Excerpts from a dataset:
◆ ◆ ◆ ◆
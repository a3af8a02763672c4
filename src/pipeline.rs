//! The cleaning pipeline.
//!
//! A [`WorkingTable`] holds the batch of the last committed stage.
//! [`CleaningPipeline::execute`] runs the remaining stages in order; a stage's
//! output replaces the working batch only when the stage succeeds, so a
//! failure leaves every earlier stage's result in place.
//!
//! Rows are only removed by deduplication (and the opt-in drop of unreported
//! rows). Two rows that become identical later, for example because trimming
//! or backfill made them equal, are both kept; [`crate::audit`] reports them.
//!
//! # Example
//!
//! ```no_run
//! use layoffs_clean::{CleaningPipeline, CleaningRules, LayoffTable};
//!
//! let pipeline = CleaningPipeline::new(CleaningRules::default()).unwrap();
//! let table = LayoffTable::from_csv("layoffs.csv").unwrap();
//! let (cleaned, report) = pipeline.run(table).unwrap();
//! cleaned.to_parquet("layoffs_clean.parquet").unwrap();
//! println!("{}", report.to_json().unwrap());
//! ```

use std::{fmt, sync::Arc};

use arrow::{
    array::{Array, ArrayRef, RecordBatch, UInt64Array},
    datatypes::{DataType, Field, Schema},
};
use serde::Serialize;

use crate::{
    columns,
    error::{Error, Result},
    report::CleaningReport,
    rules::CleaningRules,
    schema,
    table::LayoffTable,
    transform::{
        drop_unreported, AssignIndustry, BackfillIndustry, BlankToNull, CanonicalPrefix, Drop,
        ParseDates, RankDuplicates, RetainFirstRank, StripTrailingPeriod, Transform,
        TrimWhitespace,
    },
};

/// A step of the pipeline, in execution order.
#[derive(Debug, Clone, Copy, PartialEq, Eq, PartialOrd, Ord, Hash, Serialize)]
#[serde(rename_all = "kebab-case")]
pub enum Stage {
    /// Copy the source into the working table.
    Ingest,
    /// Rank duplicate rows and keep rank 1.
    Deduplicate,
    /// Trim and canonicalize text.
    Normalize,
    /// Convert date text to `Date32`.
    ParseDates,
    /// Apply industry overrides and same-company backfill.
    Backfill,
    /// Remove rows without layoff figures (opt-in).
    DropUnreported,
    /// Drop the transient rank and source-row columns.
    Prune,
}

impl Stage {
    /// All stages in execution order.
    pub const ALL: [Stage; 7] = [
        Stage::Ingest,
        Stage::Deduplicate,
        Stage::Normalize,
        Stage::ParseDates,
        Stage::Backfill,
        Stage::DropUnreported,
        Stage::Prune,
    ];

    /// Stable name used in logs and reports.
    pub fn name(self) -> &'static str {
        match self {
            Self::Ingest => "ingest",
            Self::Deduplicate => "deduplicate",
            Self::Normalize => "normalize",
            Self::ParseDates => "parse-dates",
            Self::Backfill => "backfill",
            Self::DropUnreported => "drop-unreported",
            Self::Prune => "prune",
        }
    }
}

impl fmt::Display for Stage {
    fn fmt(&self, f: &mut fmt::Formatter<'_>) -> fmt::Result {
        f.write_str(self.name())
    }
}

/// The table being cleaned, owned by the caller for the whole run.
#[derive(Debug, Clone)]
pub struct WorkingTable {
    batch: RecordBatch,
    completed: Stage,
    rows_ingested: usize,
}

impl WorkingTable {
    /// Copies a source table into a new working table.
    ///
    /// Each row is tagged with its ingest position in a transient
    /// `source_row` column, so date errors name the source row even after
    /// duplicates are gone. The prune stage removes it.
    ///
    /// # Errors
    ///
    /// Returns an error if the source is already cleaned (its `date` column is
    /// `Date32`).
    pub fn ingest(source: LayoffTable) -> Result<Self> {
        if source.is_cleaned() {
            return Err(Error::schema_mismatch(
                "source table already has a parsed date column",
            )
            .in_stage(Stage::Ingest));
        }
        let batch = Self::tag_source_rows(source.into_batch())
            .map_err(|e| e.in_stage(Stage::Ingest))?;
        tracing::info!(
            stage = %Stage::Ingest,
            rows = batch.num_rows(),
            "ingested source table"
        );
        Ok(Self {
            rows_ingested: batch.num_rows(),
            batch,
            completed: Stage::Ingest,
        })
    }

    fn tag_source_rows(batch: RecordBatch) -> Result<RecordBatch> {
        let schema = batch.schema();
        let mut fields: Vec<Field> = schema.fields().iter().map(|f| f.as_ref().clone()).collect();
        fields.push(Field::new(schema::SOURCE_ROW, DataType::UInt64, false));

        let positions = UInt64Array::from_iter_values((0u64..).take(batch.num_rows()));
        let mut arrays: Vec<ArrayRef> = batch.columns().to_vec();
        arrays.push(Arc::new(positions));

        let tagged = Arc::new(Schema::new_with_metadata(fields, schema.metadata().clone()));
        RecordBatch::try_new(tagged, arrays).map_err(Error::Arrow)
    }

    /// Rows in the source table at ingest. Unchanged by later stages.
    pub fn rows_ingested(&self) -> usize {
        self.rows_ingested
    }

    /// The last stage whose result is committed.
    pub fn completed(&self) -> Stage {
        self.completed
    }

    /// Returns true once the prune stage has committed.
    pub fn is_finished(&self) -> bool {
        self.completed == Stage::Prune
    }

    /// The committed batch.
    pub fn batch(&self) -> &RecordBatch {
        &self.batch
    }

    /// Number of rows in the committed batch.
    pub fn len(&self) -> usize {
        self.batch.num_rows()
    }

    /// Returns true if the committed batch has no rows.
    pub fn is_empty(&self) -> bool {
        self.len() == 0
    }

    /// Converts a finished working table into the cleaned table.
    ///
    /// # Errors
    ///
    /// Returns an error if the prune stage has not committed yet.
    pub fn into_table(self) -> Result<LayoffTable> {
        if !self.is_finished() {
            return Err(Error::transform(format!(
                "working table stopped after stage '{}'",
                self.completed
            )));
        }
        Ok(LayoffTable::from_cleaned(self.batch))
    }

    fn commit(&mut self, stage: Stage, batch: RecordBatch) {
        self.batch = batch;
        self.completed = stage;
    }
}

/// Runs the cleaning stages with a fixed rule set.
#[derive(Debug, Clone, Default)]
pub struct CleaningPipeline {
    rules: CleaningRules,
}

impl CleaningPipeline {
    /// Creates a pipeline after validating the rules.
    ///
    /// # Errors
    ///
    /// Returns [`Error::InvalidConfig`] if the rules are inconsistent.
    pub fn new(rules: CleaningRules) -> Result<Self> {
        rules.validate()?;
        Ok(Self { rules })
    }

    /// Returns the rules.
    pub fn rules(&self) -> &CleaningRules {
        &self.rules
    }

    /// Stages this pipeline runs after ingest.
    pub fn stages(&self) -> Vec<Stage> {
        Stage::ALL
            .into_iter()
            .filter(|s| *s != Stage::Ingest)
            .filter(|s| *s != Stage::DropUnreported || self.rules.drop_unreported)
            .collect()
    }

    /// Ingests, cleans, and returns the cleaned table with its report.
    ///
    /// # Errors
    ///
    /// Returns [`Error::Stage`] naming the failed stage.
    pub fn run(&self, source: LayoffTable) -> Result<(LayoffTable, CleaningReport)> {
        let mut working = WorkingTable::ingest(source)?;
        let report = self.execute(&mut working)?;
        Ok((working.into_table()?, report))
    }

    /// Runs every stage after the working table's last committed one.
    ///
    /// On failure the working table keeps the last committed stage, and a
    /// later call resumes from there.
    ///
    /// # Errors
    ///
    /// Returns [`Error::Stage`] naming the failed stage.
    pub fn execute(&self, working: &mut WorkingTable) -> Result<CleaningReport> {
        let mut report = CleaningReport::new(working.rows_ingested);

        for stage in self.stages() {
            if stage <= working.completed {
                continue;
            }
            let before = working.batch.clone();
            let after = self
                .run_stage(stage, &before, &mut report)
                .map_err(|e| e.in_stage(stage))?;

            tracing::info!(
                stage = %stage,
                rows_in = before.num_rows(),
                rows_out = after.num_rows(),
                "stage committed"
            );
            working.commit(stage, after);
            report.stages_completed.push(stage);
        }

        report.rows_output = working.len();
        Ok(report)
    }

    fn run_stage(
        &self,
        stage: Stage,
        batch: &RecordBatch,
        report: &mut CleaningReport,
    ) -> Result<RecordBatch> {
        match stage {
            Stage::Ingest => Ok(batch.clone()),
            Stage::Deduplicate => self.deduplicate(batch, report),
            Stage::Normalize => self.normalize(batch, report),
            Stage::ParseDates => self.parse_dates(batch, report),
            Stage::Backfill => self.backfill(batch, report),
            Stage::DropUnreported => {
                let after = drop_unreported().apply(batch.clone())?;
                report.unreported_dropped = batch.num_rows() - after.num_rows();
                Ok(after)
            }
            Stage::Prune => Drop::new(schema::TRANSIENT_COLUMNS).apply(batch.clone()),
        }
    }

    fn deduplicate(&self, batch: &RecordBatch, report: &mut CleaningReport) -> Result<RecordBatch> {
        let ranked = RankDuplicates::new().apply(batch.clone())?;
        let kept = RetainFirstRank::new().apply(ranked)?;
        report.duplicates_removed = batch.num_rows() - kept.num_rows();
        Ok(kept)
    }

    fn normalize(&self, batch: &RecordBatch, report: &mut CleaningReport) -> Result<RecordBatch> {
        let rules = &self.rules;

        let trimmed = TrimWhitespace::new(rules.trim_columns.iter().cloned()).apply(batch.clone())?;
        for column in &rules.trim_columns {
            let changed = columns::count_changed(batch, &trimmed, column)?;
            if changed > 0 {
                report.cells_trimmed.insert(column.clone(), changed);
            }
        }

        let crypto = CanonicalPrefix::new(
            schema::INDUSTRY,
            rules.crypto_prefix.as_str(),
            rules.crypto_canonical.as_str(),
        )
        .matching(rules.crypto_match)
        .apply(trimmed.clone())?;
        report.industries_canonicalized = columns::count_changed(&trimmed, &crypto, schema::INDUSTRY)?;

        let country = StripTrailingPeriod::new(schema::COUNTRY, rules.us_country_prefix.as_str())
            .apply(crypto.clone())?;
        report.countries_fixed = columns::count_changed(&crypto, &country, schema::COUNTRY)?;

        let normalized = if rules.blank_industry_as_null {
            let nulled = BlankToNull::new(schema::INDUSTRY).apply(country.clone())?;
            report.blank_industries_nulled =
                columns::count_changed(&country, &nulled, schema::INDUSTRY)?;
            nulled
        } else {
            country
        };

        tracing::debug!(
            industries = report.industries_canonicalized,
            countries = report.countries_fixed,
            blanks = report.blank_industries_nulled,
            "normalized text"
        );
        Ok(normalized)
    }

    fn parse_dates(&self, batch: &RecordBatch, report: &mut CleaningReport) -> Result<RecordBatch> {
        let nulls_before = columns::text(batch, schema::DATE)?.null_count();
        let parsed = ParseDates::new(schema::DATE, self.rules.date_format.as_str())
            .on_error(self.rules.date_errors)
            .apply(batch.clone())?;

        let dates = columns::date32(&parsed, schema::DATE)?;
        report.dates_parsed = dates.len() - dates.null_count();
        report.dates_nulled = dates.null_count() - nulls_before;
        if report.dates_nulled > 0 {
            tracing::warn!(count = report.dates_nulled, "malformed dates set to NULL");
        }
        Ok(parsed)
    }

    fn backfill(&self, batch: &RecordBatch, report: &mut CleaningReport) -> Result<RecordBatch> {
        let assigned = AssignIndustry::new(&self.rules.overrides).apply(batch.clone())?;
        report.industries_overridden = columns::count_changed(batch, &assigned, schema::INDUSTRY)?;

        let backfill = BackfillIndustry::new().with_policy(self.rules.ambiguity);
        report.ambiguous_companies = backfill.plan(&assigned)?.conflicts().to_vec();

        let filled = backfill.apply(assigned.clone())?;
        report.industries_backfilled = columns::count_changed(&assigned, &filled, schema::INDUSTRY)?;

        tracing::debug!(
            overridden = report.industries_overridden,
            backfilled = report.industries_backfilled,
            ambiguous = report.ambiguous_companies.len(),
            "backfilled industries"
        );
        Ok(filled)
    }
}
◆ ◆ ◆ ◆
[What the exercise asks]:
Which lines hold the word "struct"? Return all of them from the records above.

[Result of this task]:
pub struct WorkingTable {
pub struct CleaningPipeline {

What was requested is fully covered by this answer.